With its wisecracking narration, Icarus-singed trajectory and swaggering amorality, this dramatisation of a pharmaceutical scandal from David Yates, the Fantastic Beasts director, is in thrall to The Wolf of Wall Street. Adapted from a 2018 New York Times Magazine article by Evan Hughes and his subsequent nonfiction book The Hard Sell, Pain Hustlers spitballs and shimmies its way through the United States’ opioid crisis.

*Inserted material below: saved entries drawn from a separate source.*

//! Replicated record types.

use chrono::{DateTime, Utc};
use serde::{Deserialize, Serialize};
use uuid::Uuid;

use crate::entity::{AnyEntity, Collection, FieldValue, SyncEntity};
use crate::error::{Error, Result};

/// A person the user keeps track of.
#[derive(Debug, Clone, PartialEq, Serialize, Deserialize)]
#[serde(rename_all = "camelCase")]
pub struct Contact {
    /// Merge key across replicas.
    pub id: Uuid,
    #[serde(default)]
    pub name: Option<String>,
    #[serde(default)]
    pub role: Option<String>,
    #[serde(default)]
    pub notes: Option<String>,
    #[serde(default)]
    pub timezone: Option<String>,
    #[serde(default)]
    pub is_direct_report: bool,
    /// Next planned conversation.
    #[serde(default)]
    pub scheduled_date: Option<DateTime<Utc>>,
    #[serde(default, with = "crate::wire::base64_opt")]
    pub photo: Option<Vec<u8>>,
    pub created_at: DateTime<Utc>,
    pub modified_at: DateTime<Utc>,
}

impl Contact {
    /// Create a contact stamped with the current time.
    pub fn new(name: impl Into<String>) -> Self {
        let now = Utc::now();
        Self {
            id: Uuid::new_v4(),
            name: Some(name.into()),
            role: None,
            notes: None,
            timezone: None,
            is_direct_report: false,
            scheduled_date: None,
            photo: None,
            created_at: now,
            modified_at: now,
        }
    }

    /// Override both timestamps.
    pub fn stamped(mut self, created_at: DateTime<Utc>, modified_at: DateTime<Utc>) -> Self {
        self.created_at = created_at;
        self.modified_at = modified_at;
        self
    }
}

impl SyncEntity for Contact {
    const COLLECTION: Collection = Collection::Contacts;

    fn id(&self) -> Uuid {
        self.id
    }

    fn created_at(&self) -> DateTime<Utc> {
        self.created_at
    }

    fn modified_at(&self) -> DateTime<Utc> {
        self.modified_at
    }

    fn set_modified_at(&mut self, at: DateTime<Utc>) {
        self.modified_at = at;
    }

    fn fields(&self) -> Vec<(&'static str, FieldValue)> {
        vec![
            ("name", (&self.name).into()),
            ("role", (&self.role).into()),
            ("notes", (&self.notes).into()),
            ("timezone", (&self.timezone).into()),
            ("isDirectReport", FieldValue::Bool(self.is_direct_report)),
            ("scheduledDate", (&self.scheduled_date).into()),
            (
                "photo",
                self.photo
                    .clone()
                    .map(FieldValue::Bytes)
                    .unwrap_or(FieldValue::Null),
            ),
        ]
    }

    fn copy_field(&mut self, name: &str, other: &Self) {
        match name {
            "name" => self.name = other.name.clone(),
            "role" => self.role = other.role.clone(),
            "notes" => self.notes = other.notes.clone(),
            "timezone" => self.timezone = other.timezone.clone(),
            "isDirectReport" => self.is_direct_report = other.is_direct_report,
            "scheduledDate" => self.scheduled_date = other.scheduled_date,
            "photo" => self.photo = other.photo.clone(),
            _ => {}
        }
    }

    fn into_any(self) -> AnyEntity {
        AnyEntity::Contact(self)
    }

    fn from_any(any: AnyEntity) -> Option<Self> {
        match any {
            AnyEntity::Contact(c) => Some(c),
            _ => None,
        }
    }
}

/// A conversation record owned by one contact.
#[derive(Debug, Clone, PartialEq, Serialize, Deserialize)]
#[serde(rename_all = "camelCase")]
pub struct Record {
    /// Merge key across replicas.
    pub id: Uuid,
    /// Owning contact. `None` is a broken link, reported by validation.
    #[serde(default)]
    pub contact_id: Option<Uuid>,
    #[serde(default)]
    pub notes: Option<String>,
    #[serde(default)]
    pub summary: Option<String>,
    #[serde(default)]
    pub duration_minutes: Option<i32>,
    #[serde(default)]
    pub quality_score: Option<f64>,
    #[serde(default)]
    pub sentiment_score: Option<f64>,
    #[serde(default)]
    pub sentiment_label: Option<String>,
    #[serde(default)]
    pub topics: Vec<String>,
    pub created_at: DateTime<Utc>,
    pub modified_at: DateTime<Utc>,
}

impl Record {
    /// Create a record for `contact_id` stamped with the current time.
    pub fn new(contact_id: Uuid) -> Self {
        let now = Utc::now();
        Self {
            id: Uuid::new_v4(),
            contact_id: Some(contact_id),
            notes: None,
            summary: None,
            duration_minutes: None,
            quality_score: None,
            sentiment_score: None,
            sentiment_label: None,
            topics: Vec::new(),
            created_at: now,
            modified_at: now,
        }
    }

    /// Override both timestamps.
    pub fn stamped(mut self, created_at: DateTime<Utc>, modified_at: DateTime<Utc>) -> Self {
        self.created_at = created_at;
        self.modified_at = modified_at;
        self
    }
}

impl SyncEntity for Record {
    const COLLECTION: Collection = Collection::Records;

    fn id(&self) -> Uuid {
        self.id
    }

    fn created_at(&self) -> DateTime<Utc> {
        self.created_at
    }

    fn modified_at(&self) -> DateTime<Utc> {
        self.modified_at
    }

    fn set_modified_at(&mut self, at: DateTime<Utc>) {
        self.modified_at = at;
    }

    fn fields(&self) -> Vec<(&'static str, FieldValue)> {
        vec![
            ("contactId", (&self.contact_id).into()),
            ("notes", (&self.notes).into()),
            ("summary", (&self.summary).into()),
            ("durationMinutes", (&self.duration_minutes).into()),
            ("qualityScore", (&self.quality_score).into()),
            ("sentimentScore", (&self.sentiment_score).into()),
            ("sentimentLabel", (&self.sentiment_label).into()),
            ("topics", FieldValue::List(self.topics.clone())),
        ]
    }

    fn copy_field(&mut self, name: &str, other: &Self) {
        match name {
            "contactId" => self.contact_id = other.contact_id,
            "notes" => self.notes = other.notes.clone(),
            "summary" => self.summary = other.summary.clone(),
            "durationMinutes" => self.duration_minutes = other.duration_minutes,
            "qualityScore" => self.quality_score = other.quality_score,
            "sentimentScore" => self.sentiment_score = other.sentiment_score,
            "sentimentLabel" => self.sentiment_label = other.sentiment_label.clone(),
            "topics" => self.topics = other.topics.clone(),
            _ => {}
        }
    }

    /// Scores must be finite: JSON has no NaN or infinity, so such a value
    /// would come back from the remote store as `None`.
    fn validate(&self) -> Result<()> {
        for (name, score) in [
            ("qualityScore", self.quality_score),
            ("sentimentScore", self.sentiment_score),
        ] {
            if score.is_some_and(|value| !value.is_finite()) {
                return Err(Error::Validation(format!(
                    "record {} has non-finite {}",
                    self.id, name
                )));
            }
        }
        Ok(())
    }

    fn into_any(self) -> AnyEntity {
        AnyEntity::Record(self)
    }

    fn from_any(any: AnyEntity) -> Option<Self> {
        match any {
            AnyEntity::Record(r) => Some(r),
            _ => None,
        }
    }
}

/// Soft-delete marker carried by every remote row.
#[derive(Debug, Clone, Copy, Default, PartialEq, Eq, Serialize, Deserialize)]
#[serde(rename_all = "camelCase")]
pub struct Tombstone {
    #[serde(default, rename = "isDeleted")]
    pub deleted: bool,
    #[serde(default)]
    pub deleted_at: Option<DateTime<Utc>>,
}

impl Tombstone {
    /// A tombstone marking deletion at `at`.
    pub fn at(at: DateTime<Utc>) -> Self {
        Self {
            deleted: true,
            deleted_at: Some(at),
        }
    }
}

/// A record as stored on the remote side.
#[derive(Debug, Clone, PartialEq, Serialize, Deserialize)]
#[serde(rename_all = "camelCase")]
pub struct RemoteRow<E> {
    #[serde(flatten)]
    pub record: E,
    #[serde(flatten)]
    pub tombstone: Tombstone,
    /// Replica that last wrote the row.
    #[serde(default)]
    pub device_id: Option<String>,
    /// When the remote store accepted the last write. Assigned by the store,
    /// never by the writing replica.
    #[serde(default)]
    pub updated_at: Option<DateTime<Utc>>,
}

impl<E: SyncEntity> RemoteRow<E> {
    /// A live row written by `device_id`.
    pub fn live(record: E, device_id: impl Into<String>) -> Self {
        Self {
            record,
            tombstone: Tombstone::default(),
            device_id: Some(device_id.into()),
            updated_at: None,
        }
    }

    /// Mark the row deleted at `at`.
    pub fn tombstoned(mut self, at: DateTime<Utc>) -> Self {
        self.tombstone = Tombstone::at(at);
        self
    }

    /// Set the store acceptance time.
    pub fn accepted_at(mut self, at: DateTime<Utc>) -> Self {
        self.updated_at = Some(at);
        self
    }

    pub fn id(&self) -> Uuid {
        self.record.id()
    }

    pub fn is_deleted(&self) -> bool {
        self.tombstone.deleted
    }

    /// Remote-side modification time: the store acceptance time, or the
    /// record's own timestamp for rows written before the store tracked it.
    pub fn remote_modified_at(&self) -> DateTime<Utc> {
        self.updated_at.unwrap_or_else(|| self.record.modified_at())
    }
}

#[cfg(test)]
mod tests {
    use super::*;
    use chrono::Duration;

    #[test]
    fn test_contact_fields_cover_copy() {
        let mut a = Contact::new("A");
        let mut b = Contact::new("B");
        b.role = Some("Engineer".to_string());
        b.notes = Some("likes tea".to_string());
        b.timezone = Some("Europe/Berlin".to_string());
        b.is_direct_report = true;
        b.scheduled_date = Some(Utc::now() + Duration::days(3));
        b.photo = Some(vec![1, 2, 3]);

        for (name, _) in b.fields() {
            a.copy_field(name, &b);
        }
        assert!(a.same_content(&b));
        assert_ne!(a.id, b.id);
    }

    #[test]
    fn test_record_fields_cover_copy() {
        let owner = Uuid::new_v4();
        let mut a = Record::new(Uuid::new_v4());
        let mut b = Record::new(owner);
        b.notes = Some("1:1".to_string());
        b.summary = Some("career growth".to_string());
        b.duration_minutes = Some(30);
        b.quality_score = Some(0.8);
        b.sentiment_score = Some(0.4);
        b.sentiment_label = Some("positive".to_string());
        b.topics = vec!["roadmap".to_string(), "hiring".to_string()];

        for (name, _) in b.fields() {
            a.copy_field(name, &b);
        }
        assert!(a.same_content(&b));
        assert_eq!(a.contact_id, Some(owner));
    }

    #[test]
    fn test_remote_row_wire_shape() {
        let contact = Contact::new("Barbara");
        let mut row = RemoteRow::live(contact.clone(), "device-1");
        row.tombstone = Tombstone::at(contact.modified_at);

        let value = serde_json::to_value(&row).unwrap();
        assert_eq!(value["isDeleted"], true);
        assert_eq!(value["name"], "Barbara");
        assert_eq!(value["deviceId"], "device-1");
        assert!(value["deletedAt"].is_string());

        let back: RemoteRow<Contact> = serde_json::from_value(value).unwrap();
        assert!(back.is_deleted());
        assert_eq!(back.record, contact);
    }

    #[test]
    fn test_remote_modified_at_prefers_store_time() {
        let written = Utc::now() - Duration::hours(2);
        let contact = Contact::new("Grace").stamped(written, written);
        let row = RemoteRow::live(contact, "peer");
        assert_eq!(row.remote_modified_at(), written);

        let accepted = Utc::now();
        let row = row.accepted_at(accepted);
        assert_eq!(row.remote_modified_at(), accepted);

        let value = serde_json::to_value(&row).unwrap();
        assert!(value["updatedAt"].is_string());
        let back: RemoteRow<Contact> = serde_json::from_value(value).unwrap();
        assert_eq!(back.updated_at, Some(accepted));
    }

    #[test]
    fn test_non_finite_scores_are_rejected() {
        let mut record = Record::new(Uuid::new_v4());
        record.quality_score = Some(0.7);
        assert!(record.validate().is_ok());

        record.sentiment_score = Some(f64::NAN);
        assert!(matches!(record.validate(), Err(Error::Validation(_))));

        record.sentiment_score = None;
        record.quality_score = Some(f64::INFINITY);
        assert!(matches!(record.validate(), Err(Error::Validation(_))));

        assert!(Contact::new("Ada").validate().is_ok());
    }

    #[test]
    fn test_missing_tombstone_defaults_to_live() {
        let contact = Contact::new("Edsger");
        let value = serde_json::to_value(&contact).unwrap();
        let row: RemoteRow<Contact> = serde_json::from_value(value).unwrap();
        assert!(!row.is_deleted());
        assert!(row.device_id.is_none());
        assert!(row.updated_at.is_none());
    }
}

Truncations and amalgamations aside, this is a lightly fictionalised account of the Insys scandal of 2012, during which a small pharmaceutical player launched a fentanyl-based pain spray with predictably ruinous consequences. The rags-to-riches section rattles along, as Eliza Drake (Emily Blunt), a single-parent stripper living with her mom (Catherine O’Hara), meets a two-bit sales rep named Pete Brenner (Chris Evans).

A practised grifter with a fake CV, Liza sweet-talks her way around Pete’s managers and doctor clients. A “speaker programme” allows for schmoozing and low-level bribery. Slick pitches to practitioners to prescribe the drug off label translate into widespread corruption and soaring stock prices. All the while, the increasingly unhinged billionaire backer of the enterprise (a terrific Andy Garcia) is pushing for more, more, more.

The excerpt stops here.